Aramak

Timur Karahan

Okumak Anlamak Olmak

Kendini bilmeyen insan haddini de bilmiyor. Meleklerin en âlimi olduğu halde kibre kapılıp Allah’ın emrine uymadığı için huzurdan kovulan şeytanın askerine dönüştürüyor.

Anlamanın da anlaşılmanın da hayli zorlaştığı bir devirde yaşıyoruz. Yaşadığımız dünya, krizler, gerilimler, çözülmesi pek de mümkün görünmeyen problemler birbirimizi anlamada zaafa düşürüyor bizi. Adeta duyularımız köreliyor, kendi içimize çekiliyoruz. 

Diğer taraftan uçsuz bucaksız bilgi denizine dönüşen internette her an yeni şeyler paylaşılıyor. Her gün binlerce kitap yayımlanıyor. Her ay yüzlerce dergi hazırlanıyor. Kitaba dergiye onca para harcamamıza, günümüzün önemli bir kısmını da internette geçirmemize rağmen algımız anlayışımız gelişip serpilmiyor, hâlâ birbirimizi anlamıyoruz. 

Okumakla göz gezdirmeyi birbirine karıştırdığımızdan belki de. Okumak almak, kendine katmak demek. Belki de okumuyoruzdur. Zaten kitapları sadece biriktiriyor, dergileri elimize bile almıyor, internette ufkumuzu genişletecek bilgilerle hemhâl olmak yerine sosyal medyada saatlerimizi harcamıyor muyuz? 

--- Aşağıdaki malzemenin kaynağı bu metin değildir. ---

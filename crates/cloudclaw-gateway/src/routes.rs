//! API route handlers for the gateway.

use std::sync::Arc;

use axum::Json;
use axum::extract::{Path, Query, State};
use cloudclaw_core::error::Result;
use cloudclaw_core::types::NewTask;
use serde::Deserialize;
use serde_json::{Value, json};

use crate::server::AppState;

const DEFAULT_TEST_MESSAGE: &str = "🔔 CloudClaw test message: the Telegram bot is working.";
const DEFAULT_PAGE_SIZE: u32 = 20;
const MAX_PAGE_SIZE: u32 = 100;

/// Mask a bot token for display: keep the first 6 and last 4 characters of
/// long tokens, hide short ones entirely.
pub fn mask_token(token: &str) -> String {
    let chars: Vec<char> = token.chars().collect();
    if chars.len() > 10 {
        let head: String = chars[..6].iter().collect();
        let tail: String = chars[chars.len() - 4..].iter().collect();
        format!("{head}****{tail}")
    } else if !chars.is_empty() {
        "****".to_string()
    } else {
        String::new()
    }
}

fn ok_or_error(result: Result<()>) -> Json<Value> {
    match result {
        Ok(()) => Json(json!({"ok": true})),
        Err(e) => Json(json!({"ok": false, "error": e.to_string()})),
    }
}

/// Health check endpoint.
pub async fn health_check(State(state): State<Arc<AppState>>) -> Json<Value> {
    Json(json!({
        "status": "ok",
        "service": "cloudclaw-gateway",
        "version": env!("CARGO_PKG_VERSION"),
        "uptime_secs": state.start_time.elapsed().as_secs(),
        "scheduler_running": state.scheduler.is_running(),
        "active_timers": state.scheduler.active_timers(),
        "bot_running": state.bot.is_running(),
    }))
}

Böyle böyle kendi dünyamızda oyalanıyor, içimize kapanıyoruz. Belki daha da vahimi, hapsolduğumuz küçücük ekranlardan yayılan türlü çeşit fitnelerle zehirliyoruz içimizi. 

Oysa bilmek için gerçekten okumalıyız. Okumalıyız, ama nasıl?

Okumanın Manası 

Bu sorunun cevabı için Yunus Emre kuddise sırruhûnun o meşhur ve hikmetli sözlerine başvuralım: 

“İlim ilim bilmektir
İlim kendin bilmektir.
Sen kendini bilmezsin
Bu nice okumaktır?” 

Bilmek, kâhir ekseriyetimize göre dünyaya ve ukbaya dair idrakin anahtarı olarak görülse de Hazret, ilmin yani bilmenin kişinin kendini bilmesi demek olduğunu, şayet kişi okudukları üzerinden kendisiyle yüzleşemezse okumanın bir işe yaramayacağını söylüyor. Devam edelim: 

“Okumaktan mânâ ne?
Kişi Hakk’ı bilmektir.
Çün okudun bilmezsin
Ha bir kuru emektir.”

İlk dörtlükte zikrettiği hakikati açıyor burada Yunusumuz. “Kendini bilen Rabbi’ni bilir.” hikmetine atıfta bulunuyor ve okumaktan maksadın kişinin Hakk’ı bilmesi olduğunu, eğer böyle bir sonuca ulaşamazsa boşu boşuna emek verdiğini hatırlatıyor. 

“Okudum bildim deme
Çok taat kıldım deme
Eğer Hak bilmez isen
Abes yere gelmektir.” 

Bilmek için okumak lazım demiştik. Derviş Yunus da eğer Allah Teâlâ’yı bulmaz isek okumanın, bilmenin, taat ve ibadetin hiçbir anlamının olmadığını söylüyor. Ve son dörtlükte noktayı koyuyor: 

“Yunus Emre der; hoca
Gerekse bin var hacca
Hepisinden iyice
Bir gönüle girmektir.” 

“Ey hoca” diyor Tapduk Emre’nin Yunus’u, bin kere hacca da gitsen, 24 saat ibadet de yapsan o yüceler yücesinin “nazargâhım” dediği bir gönüle girmedinse, girmek bir yana bir de yıktın ise hüsrandasın. 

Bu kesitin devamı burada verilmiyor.